### Work instructions
Look through the records below and state how many lines carry the string "InMemoryState", adding nothing.

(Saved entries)
───
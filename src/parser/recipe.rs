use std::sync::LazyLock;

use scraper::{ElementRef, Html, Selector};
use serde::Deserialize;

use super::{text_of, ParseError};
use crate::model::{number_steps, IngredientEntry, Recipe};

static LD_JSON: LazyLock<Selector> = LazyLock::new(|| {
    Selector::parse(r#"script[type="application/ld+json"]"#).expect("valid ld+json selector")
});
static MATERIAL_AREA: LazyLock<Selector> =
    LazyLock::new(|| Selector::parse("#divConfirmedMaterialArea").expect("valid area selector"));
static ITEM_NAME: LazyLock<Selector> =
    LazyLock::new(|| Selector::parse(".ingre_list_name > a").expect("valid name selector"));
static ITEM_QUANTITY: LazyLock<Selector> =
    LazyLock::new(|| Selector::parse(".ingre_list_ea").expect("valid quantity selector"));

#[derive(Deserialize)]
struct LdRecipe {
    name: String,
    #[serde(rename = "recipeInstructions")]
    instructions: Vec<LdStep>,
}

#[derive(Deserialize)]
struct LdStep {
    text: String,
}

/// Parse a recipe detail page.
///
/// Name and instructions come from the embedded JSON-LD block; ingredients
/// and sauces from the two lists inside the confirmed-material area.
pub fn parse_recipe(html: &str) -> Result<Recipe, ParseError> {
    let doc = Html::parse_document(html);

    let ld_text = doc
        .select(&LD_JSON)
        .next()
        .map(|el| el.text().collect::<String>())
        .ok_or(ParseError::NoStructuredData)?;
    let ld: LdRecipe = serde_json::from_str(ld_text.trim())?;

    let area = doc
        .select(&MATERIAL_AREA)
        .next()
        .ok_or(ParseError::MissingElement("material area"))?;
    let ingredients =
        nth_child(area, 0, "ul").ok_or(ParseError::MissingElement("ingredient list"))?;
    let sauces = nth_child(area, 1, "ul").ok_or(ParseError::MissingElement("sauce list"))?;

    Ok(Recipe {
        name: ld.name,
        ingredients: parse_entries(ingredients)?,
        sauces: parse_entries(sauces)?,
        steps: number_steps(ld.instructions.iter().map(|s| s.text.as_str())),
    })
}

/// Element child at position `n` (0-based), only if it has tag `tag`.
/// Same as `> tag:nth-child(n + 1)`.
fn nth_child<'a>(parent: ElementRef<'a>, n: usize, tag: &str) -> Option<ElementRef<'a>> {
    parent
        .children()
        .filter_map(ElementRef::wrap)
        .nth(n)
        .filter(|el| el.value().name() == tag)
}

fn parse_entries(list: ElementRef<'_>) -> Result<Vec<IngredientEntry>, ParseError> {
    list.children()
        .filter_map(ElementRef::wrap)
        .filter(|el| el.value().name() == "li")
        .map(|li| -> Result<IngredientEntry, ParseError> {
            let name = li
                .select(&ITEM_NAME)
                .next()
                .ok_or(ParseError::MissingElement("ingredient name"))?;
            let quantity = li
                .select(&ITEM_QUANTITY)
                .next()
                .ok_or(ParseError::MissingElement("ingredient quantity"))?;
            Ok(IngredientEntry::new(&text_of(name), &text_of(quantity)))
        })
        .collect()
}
───
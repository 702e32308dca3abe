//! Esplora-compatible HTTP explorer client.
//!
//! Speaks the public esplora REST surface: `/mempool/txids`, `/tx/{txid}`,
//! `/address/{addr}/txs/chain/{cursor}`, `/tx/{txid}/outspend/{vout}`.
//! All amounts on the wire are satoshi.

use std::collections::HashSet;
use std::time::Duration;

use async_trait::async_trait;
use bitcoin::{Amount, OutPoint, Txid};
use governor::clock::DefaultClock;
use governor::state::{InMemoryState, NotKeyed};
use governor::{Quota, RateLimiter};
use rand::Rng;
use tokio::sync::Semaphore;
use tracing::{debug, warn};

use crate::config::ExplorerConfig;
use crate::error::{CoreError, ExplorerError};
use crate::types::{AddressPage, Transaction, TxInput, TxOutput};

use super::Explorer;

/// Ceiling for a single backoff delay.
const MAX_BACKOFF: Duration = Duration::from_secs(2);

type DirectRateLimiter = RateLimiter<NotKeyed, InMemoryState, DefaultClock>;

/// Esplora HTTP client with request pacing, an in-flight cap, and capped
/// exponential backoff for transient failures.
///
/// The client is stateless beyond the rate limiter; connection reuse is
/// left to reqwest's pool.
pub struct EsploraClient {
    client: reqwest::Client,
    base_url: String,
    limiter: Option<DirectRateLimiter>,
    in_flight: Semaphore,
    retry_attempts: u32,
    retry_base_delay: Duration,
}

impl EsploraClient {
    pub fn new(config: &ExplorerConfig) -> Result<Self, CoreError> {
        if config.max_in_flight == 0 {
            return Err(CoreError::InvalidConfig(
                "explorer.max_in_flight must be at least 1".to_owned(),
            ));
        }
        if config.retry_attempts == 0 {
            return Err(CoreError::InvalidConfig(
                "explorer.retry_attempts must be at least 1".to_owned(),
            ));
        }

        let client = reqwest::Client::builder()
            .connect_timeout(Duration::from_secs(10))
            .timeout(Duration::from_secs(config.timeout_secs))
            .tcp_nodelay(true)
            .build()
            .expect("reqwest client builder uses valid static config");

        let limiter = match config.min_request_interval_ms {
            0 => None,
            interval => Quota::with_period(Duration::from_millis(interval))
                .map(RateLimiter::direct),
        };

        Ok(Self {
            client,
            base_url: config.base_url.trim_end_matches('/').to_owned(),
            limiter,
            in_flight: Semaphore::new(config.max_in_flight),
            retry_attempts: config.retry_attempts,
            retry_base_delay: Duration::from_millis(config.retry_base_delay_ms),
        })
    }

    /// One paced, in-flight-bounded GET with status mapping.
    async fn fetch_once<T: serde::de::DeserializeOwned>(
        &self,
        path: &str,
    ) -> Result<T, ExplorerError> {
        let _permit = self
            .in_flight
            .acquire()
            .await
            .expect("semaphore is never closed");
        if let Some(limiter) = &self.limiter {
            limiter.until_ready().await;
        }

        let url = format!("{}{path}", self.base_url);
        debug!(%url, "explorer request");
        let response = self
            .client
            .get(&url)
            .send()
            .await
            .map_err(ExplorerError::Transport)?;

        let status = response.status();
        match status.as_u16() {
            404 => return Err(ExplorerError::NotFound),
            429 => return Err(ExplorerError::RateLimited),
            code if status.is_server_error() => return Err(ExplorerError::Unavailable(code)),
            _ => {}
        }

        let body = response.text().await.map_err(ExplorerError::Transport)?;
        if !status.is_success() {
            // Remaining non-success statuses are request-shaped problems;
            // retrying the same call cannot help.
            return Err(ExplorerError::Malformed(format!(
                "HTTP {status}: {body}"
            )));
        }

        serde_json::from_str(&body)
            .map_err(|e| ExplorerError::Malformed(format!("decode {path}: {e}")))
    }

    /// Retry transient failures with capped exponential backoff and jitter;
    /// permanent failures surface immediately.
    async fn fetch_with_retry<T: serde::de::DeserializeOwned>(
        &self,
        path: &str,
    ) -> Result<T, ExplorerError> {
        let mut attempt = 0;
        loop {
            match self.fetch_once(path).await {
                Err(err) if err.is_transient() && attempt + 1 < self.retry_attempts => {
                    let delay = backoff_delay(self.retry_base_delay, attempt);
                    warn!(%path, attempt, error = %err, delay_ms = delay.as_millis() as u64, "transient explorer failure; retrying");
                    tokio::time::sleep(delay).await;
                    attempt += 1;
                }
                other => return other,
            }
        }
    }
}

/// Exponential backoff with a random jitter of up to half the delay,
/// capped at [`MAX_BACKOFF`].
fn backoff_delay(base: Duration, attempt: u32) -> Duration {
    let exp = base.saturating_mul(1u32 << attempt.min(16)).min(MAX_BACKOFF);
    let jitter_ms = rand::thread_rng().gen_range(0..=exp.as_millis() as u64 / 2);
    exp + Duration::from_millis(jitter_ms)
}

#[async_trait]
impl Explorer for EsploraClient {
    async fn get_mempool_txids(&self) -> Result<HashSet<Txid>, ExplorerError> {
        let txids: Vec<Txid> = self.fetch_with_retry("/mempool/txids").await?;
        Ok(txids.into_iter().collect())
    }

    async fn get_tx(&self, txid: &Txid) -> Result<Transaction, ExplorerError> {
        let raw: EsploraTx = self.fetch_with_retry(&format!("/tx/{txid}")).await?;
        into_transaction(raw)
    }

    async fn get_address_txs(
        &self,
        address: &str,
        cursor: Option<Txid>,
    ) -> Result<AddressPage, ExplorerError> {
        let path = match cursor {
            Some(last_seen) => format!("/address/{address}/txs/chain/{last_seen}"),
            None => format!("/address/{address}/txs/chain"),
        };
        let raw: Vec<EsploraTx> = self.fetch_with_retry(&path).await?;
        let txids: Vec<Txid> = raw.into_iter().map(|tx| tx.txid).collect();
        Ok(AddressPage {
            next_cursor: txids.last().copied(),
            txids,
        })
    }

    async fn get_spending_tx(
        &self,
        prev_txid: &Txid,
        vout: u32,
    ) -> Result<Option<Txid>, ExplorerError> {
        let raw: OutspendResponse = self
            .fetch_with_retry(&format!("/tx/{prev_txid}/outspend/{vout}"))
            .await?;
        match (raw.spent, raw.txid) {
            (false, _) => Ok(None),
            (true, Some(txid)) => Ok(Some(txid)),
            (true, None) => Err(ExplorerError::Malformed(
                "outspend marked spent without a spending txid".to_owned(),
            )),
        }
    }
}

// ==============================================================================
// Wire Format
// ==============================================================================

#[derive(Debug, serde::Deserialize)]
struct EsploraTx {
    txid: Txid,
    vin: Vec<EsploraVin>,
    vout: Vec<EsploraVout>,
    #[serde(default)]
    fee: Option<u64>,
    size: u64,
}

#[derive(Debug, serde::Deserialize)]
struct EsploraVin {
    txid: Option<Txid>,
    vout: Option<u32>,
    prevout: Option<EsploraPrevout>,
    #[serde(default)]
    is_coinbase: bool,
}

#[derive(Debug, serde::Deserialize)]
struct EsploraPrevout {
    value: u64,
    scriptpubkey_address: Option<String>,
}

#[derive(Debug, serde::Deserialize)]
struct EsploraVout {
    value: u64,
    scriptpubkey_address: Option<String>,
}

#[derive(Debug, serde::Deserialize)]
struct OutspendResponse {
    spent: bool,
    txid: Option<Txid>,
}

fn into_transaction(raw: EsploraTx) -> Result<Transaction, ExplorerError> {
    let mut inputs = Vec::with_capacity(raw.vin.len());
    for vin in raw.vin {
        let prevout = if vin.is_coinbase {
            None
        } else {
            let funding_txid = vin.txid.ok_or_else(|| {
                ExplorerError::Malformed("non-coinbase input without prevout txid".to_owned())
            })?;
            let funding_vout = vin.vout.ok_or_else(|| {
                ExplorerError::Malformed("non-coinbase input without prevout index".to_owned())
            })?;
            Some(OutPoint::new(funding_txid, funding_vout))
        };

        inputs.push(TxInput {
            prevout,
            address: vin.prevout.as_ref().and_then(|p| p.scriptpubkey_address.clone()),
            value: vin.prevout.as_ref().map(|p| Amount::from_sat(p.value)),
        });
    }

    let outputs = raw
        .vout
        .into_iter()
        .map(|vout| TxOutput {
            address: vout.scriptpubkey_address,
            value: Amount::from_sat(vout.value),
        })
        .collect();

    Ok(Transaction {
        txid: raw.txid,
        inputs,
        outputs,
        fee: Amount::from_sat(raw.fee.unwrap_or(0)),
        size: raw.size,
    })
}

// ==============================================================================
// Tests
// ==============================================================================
───
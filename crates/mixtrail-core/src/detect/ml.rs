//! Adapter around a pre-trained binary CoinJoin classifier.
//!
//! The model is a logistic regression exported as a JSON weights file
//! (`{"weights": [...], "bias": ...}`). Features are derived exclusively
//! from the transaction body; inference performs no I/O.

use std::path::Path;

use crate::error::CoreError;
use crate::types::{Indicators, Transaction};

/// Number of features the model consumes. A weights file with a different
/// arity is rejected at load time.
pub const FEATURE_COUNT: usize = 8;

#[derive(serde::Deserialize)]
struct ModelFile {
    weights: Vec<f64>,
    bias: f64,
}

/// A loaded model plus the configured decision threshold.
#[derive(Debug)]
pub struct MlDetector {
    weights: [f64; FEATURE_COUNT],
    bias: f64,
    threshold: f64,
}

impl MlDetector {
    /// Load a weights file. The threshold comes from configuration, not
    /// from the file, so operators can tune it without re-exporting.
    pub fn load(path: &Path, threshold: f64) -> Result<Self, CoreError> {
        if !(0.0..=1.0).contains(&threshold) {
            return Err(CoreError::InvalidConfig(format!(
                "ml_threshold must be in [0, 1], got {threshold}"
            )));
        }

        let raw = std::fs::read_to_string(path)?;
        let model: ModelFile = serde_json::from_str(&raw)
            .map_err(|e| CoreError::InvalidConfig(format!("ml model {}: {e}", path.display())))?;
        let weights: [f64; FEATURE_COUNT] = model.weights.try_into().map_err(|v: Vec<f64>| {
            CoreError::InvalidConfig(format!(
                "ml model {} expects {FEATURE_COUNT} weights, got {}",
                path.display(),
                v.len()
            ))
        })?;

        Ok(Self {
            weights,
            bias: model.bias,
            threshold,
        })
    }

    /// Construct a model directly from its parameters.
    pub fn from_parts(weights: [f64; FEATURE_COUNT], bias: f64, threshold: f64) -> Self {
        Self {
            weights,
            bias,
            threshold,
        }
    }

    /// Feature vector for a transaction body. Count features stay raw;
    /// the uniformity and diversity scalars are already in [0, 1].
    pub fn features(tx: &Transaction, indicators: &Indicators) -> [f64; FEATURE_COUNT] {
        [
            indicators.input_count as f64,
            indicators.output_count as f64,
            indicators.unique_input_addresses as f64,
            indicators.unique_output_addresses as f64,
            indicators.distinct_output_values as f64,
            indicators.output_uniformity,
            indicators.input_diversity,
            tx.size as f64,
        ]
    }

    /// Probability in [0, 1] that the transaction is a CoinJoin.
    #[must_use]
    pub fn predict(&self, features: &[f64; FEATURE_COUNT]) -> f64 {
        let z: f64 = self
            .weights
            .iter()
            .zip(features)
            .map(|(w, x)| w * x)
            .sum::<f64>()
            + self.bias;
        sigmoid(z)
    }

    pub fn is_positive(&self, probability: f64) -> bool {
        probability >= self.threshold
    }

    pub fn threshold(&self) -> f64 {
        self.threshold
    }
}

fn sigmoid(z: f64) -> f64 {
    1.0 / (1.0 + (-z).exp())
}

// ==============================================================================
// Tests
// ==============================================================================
───
### Exercise solution
2